The most advanced organizations don’t just detect vulnerabilities—they put them into context. They assess whether the affected asset is exposed, what data it handles, what impact its compromise would have, and what mitigation options exist beyond the patch (which sometimes cannot be applied immediately without disrupting operations).

You might be interested in:> Real-Time Vulnerability Management: A Step Forward in Cybersecurity.

 

CTEM: The Framework That Brings It All Together

CTEM This approach makes it possible to turn CISA’s KEV catalog into something actionable within an organization. It’s not about conducting a vulnerability assessment once a year; it’s about maintaining constant visibility into the attack surface and taking action commensurate with the actual risk.

This approach structures the process into five phases: scope definition, asset and vulnerability discovery, prioritization based on actual risk, validation, and mobilization for remediation. The KEV catalog directly feeds into the prioritization phase.

 

Kartos and Qondar: Cyber Surveillance Focused on Actual Risk

At Enthec, we have developed two cyber surveillance solutions designed specifically within this CTEM framework. Kartos, aimed at businesses, provides continuous visibility into an organization’s external exposure, detecting compromised assets, leaked credentials, exploitable vulnerabilities, and active threats before they result in an incident.

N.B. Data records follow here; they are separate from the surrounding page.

//! # tempground
//!
//! Smoke test for a published Kotlin library: generates a minimal Gradle
//! project that depends on the library, runs it in a throwaway workspace,
//! and checks the program's output.
//!
//! - `tempground check`: build and run the project, verify exit code and
//!   stdout (the default when no subcommand is given)
//! - `tempground render`: print the generated files only

mod commands;
mod config;
mod project;
mod template;

use std::path::PathBuf;

use clap::{Parser, Subcommand};
use tracing_subscriber::EnvFilter;

use config::SmokeConfig;

/// Check that a published library can be declared, imported, and used from
/// a fresh project.
#[derive(Parser)]
#[command(name = "tempground", version, about)]
struct Cli {
    /// Config file; built-in defaults are used when it doesn't exist.
    #[arg(long, global = true, default_value = "tempground.toml")]
    config: PathBuf,

    /// Log at debug level.
    #[arg(long, short, global = true)]
    verbose: bool,

    #[command(subcommand)]
    command: Option<Commands>,
}

#[derive(Subcommand)]
enum Commands {
    /// Build and run the generated project and verify its output.
    Check {
        /// Library branch to build from ("" for no constraint).
        #[arg(long)]
        branch: Option<String>,
        /// Kill the build after this many seconds.
        #[arg(long)]
        timeout: Option<u64>,
        /// Print the run result as JSON.
        #[arg(long)]
        json: bool,
    },
    /// Print the generated project files without running anything.
    Render {
        /// Library branch to build from ("" for no constraint).
        #[arg(long)]
        branch: Option<String>,
    },
}

fn main() -> anyhow::Result<()> {
    let cli = Cli::parse();

    // Logs go to stderr so they don't interfere with checked output on stdout.
    let level = if cli.verbose { "debug" } else { "info" };
    let filter = EnvFilter::try_from_default_env().or_else(|_| {
        EnvFilter::try_new(format!("tg_workspace={level},tempground={level}"))
    })?;
    tracing_subscriber::fmt()
        .with_env_filter(filter)
        .with_writer(std::io::stderr)
        .with_ansi(false)
        .init();

    let mut config = SmokeConfig::load_or_default(&cli.config)?;

    match cli.command.unwrap_or(Commands::Check {
        branch: None,
        timeout: None,
        json: false,
    }) {
        Commands::Check {
            branch,
            timeout,
            json,
        } => {
            if let Some(branch) = branch {
                config.library.branch = branch;
            }
            if timeout.is_some() {
                config.check.timeout_secs = timeout;
            }
            commands::check::execute(&config, json)
        }
        Commands::Render { branch } => {
            if let Some(branch) = branch {
                config.library.branch = branch;
            }
            commands::render::execute(&config)
        }
    }
}
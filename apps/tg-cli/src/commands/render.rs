// render.rs - Print the generated project without running anything.

use tg_workspace::format_listing;

use crate::config::SmokeConfig;
use crate::project;

pub fn execute(config: &SmokeConfig) -> anyhow::Result<()> {
    let files = project::render_project(config)?;
    print!("{}", format_listing(&files));
    Ok(())
}
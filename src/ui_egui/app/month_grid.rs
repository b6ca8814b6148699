//! Seven-column month grid with range highlighting.

use super::PickerApp;
use crate::services::selection::RangePicker;
use crate::utils::date::is_weekend;
use chrono::NaiveDate;
use egui::{Button, RichText, Vec2};

const DAY_HEADERS: [&str; 7] = ["Su", "Mo", "Tu", "We", "Th", "Fr", "Sa"];
const CELL_SIZE: Vec2 = Vec2::new(44.0, 36.0);

/// How a single day cell should be drawn.
#[derive(Debug, Clone, Copy, PartialEq, Eq)]
pub struct DayCell {
    /// Weekend days are shown disabled
    pub is_weekend: bool,
    pub in_range: bool,
    pub is_endpoint: bool,
}

pub fn classify_day(picker: &RangePicker, date: NaiveDate) -> DayCell {
    DayCell {
        is_weekend: is_weekend(date),
        in_range: picker.is_in_range(date),
        is_endpoint: picker.is_endpoint(date),
    }
}

impl PickerApp {
    pub(super) fn render_month_grid(&mut self, ui: &mut egui::Ui) {
        let cursor = *self.picker.cursor();
        let leading_blanks = cursor.leading_blank_days();
        let mut clicked = None;

        egui::Grid::new("month_grid")
            .num_columns(7)
            .spacing([4.0, 4.0])
            .min_col_width(CELL_SIZE.x)
            .show(ui, |ui| {
                for name in DAY_HEADERS {
                    ui.label(RichText::new(name).strong().size(18.0));
                }
                ui.end_row();

                for _ in 0..leading_blanks {
                    ui.label("");
                }

                let mut column = leading_blanks;
                for date in cursor.days() {
                    let cell = classify_day(&self.picker, date);
                    if self.render_day_cell(ui, date, cell) {
                        clicked = Some(date);
                    }

                    column += 1;
                    if column % 7 == 0 {
                        ui.end_row();
                    }
                }
            });

        if let Some(date) = clicked {
            self.picker.select_day(date);
        }
    }

    /// Draw one day; returns true when it was clicked.
    fn render_day_cell(&self, ui: &mut egui::Ui, date: NaiveDate, cell: DayCell) -> bool {
        let label = date.format("%-d").to_string();
        let (text_color, fill) = if cell.is_endpoint {
            (self.theme.text_on_accent, self.theme.accent)
        } else if cell.in_range {
            (self.theme.text_on_accent, self.theme.range_fill)
        } else if cell.is_weekend {
            (self.theme.text_disabled, self.theme.day_background)
        } else {
            (self.theme.text_primary, self.theme.day_background)
        };

        let button = Button::new(RichText::new(label).size(18.0).color(text_color))
            .fill(fill)
            .min_size(CELL_SIZE);

        ui.add_enabled(!cell.is_weekend, button).clicked()
    }
}
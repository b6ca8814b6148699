mod lifecycle;
mod month_grid;
mod navigation;
mod result_panel;
mod sidebar;

pub use self::month_grid::{classify_day, DayCell};

use crate::services::selection::RangePicker;
use crate::ui_egui::theme::PickerTheme;

/// Desktop host for a single `RangePicker`.
pub struct PickerApp {
    picker: RangePicker,
    theme: PickerTheme,
}

impl eframe::App for PickerApp {
    fn update(&mut self, ctx: &egui::Context, _frame: &mut eframe::Frame) {
        // Side panels first so the central panel gets the remaining space
        self.render_predefined_panel(ctx);
        self.render_result_panel(ctx);

        egui::CentralPanel::default().show(ctx, |ui| {
            ui.vertical_centered(|ui| {
                ui.heading(
                    egui::RichText::new("📅 DateRange Picker")
                        .color(self.theme.accent)
                        .strong(),
                );
            });
            ui.add_space(12.0);
            self.render_navigation(ui);
            ui.separator();
            self.render_month_grid(ui);
        });
    }
}

impl PickerApp {
    pub fn picker(&self) -> &RangePicker {
        &self.picker
    }

    pub fn picker_mut(&mut self) -> &mut RangePicker {
        &mut self.picker
    }
}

Qondar offers the same features, but for individual users, protecting the digital identities of people exposed to specific risks.

Both solutions integrate threat intelligence sources to provide contextualized and prioritized alerts. The goal is not to create a fuss, but to highlight what really matters at any given moment.

Would you like to know your organization’s actual exposure? Contact us and find out what an attacker sees when searching for vulnerabilities in your company.

CISA’s KEV catalog is one of the most valuable and accessible threat intelligence tools available today. Its value lies not in the volume of entries, but in the quality of the intelligence it provides. These vulnerabilities are not theoretical; they are the ones attackers are exploiting right now.

Organizations that know how to leverage the catalog of known exploited vulnerabilities as part of a continuous exposure management process have a real advantage over those that manage security reactively. The difference isn’t in having more tools, but in knowing what to look for and when to act.

And in cybersecurity, that is what separates those who contain incidents from those who fall victim to them.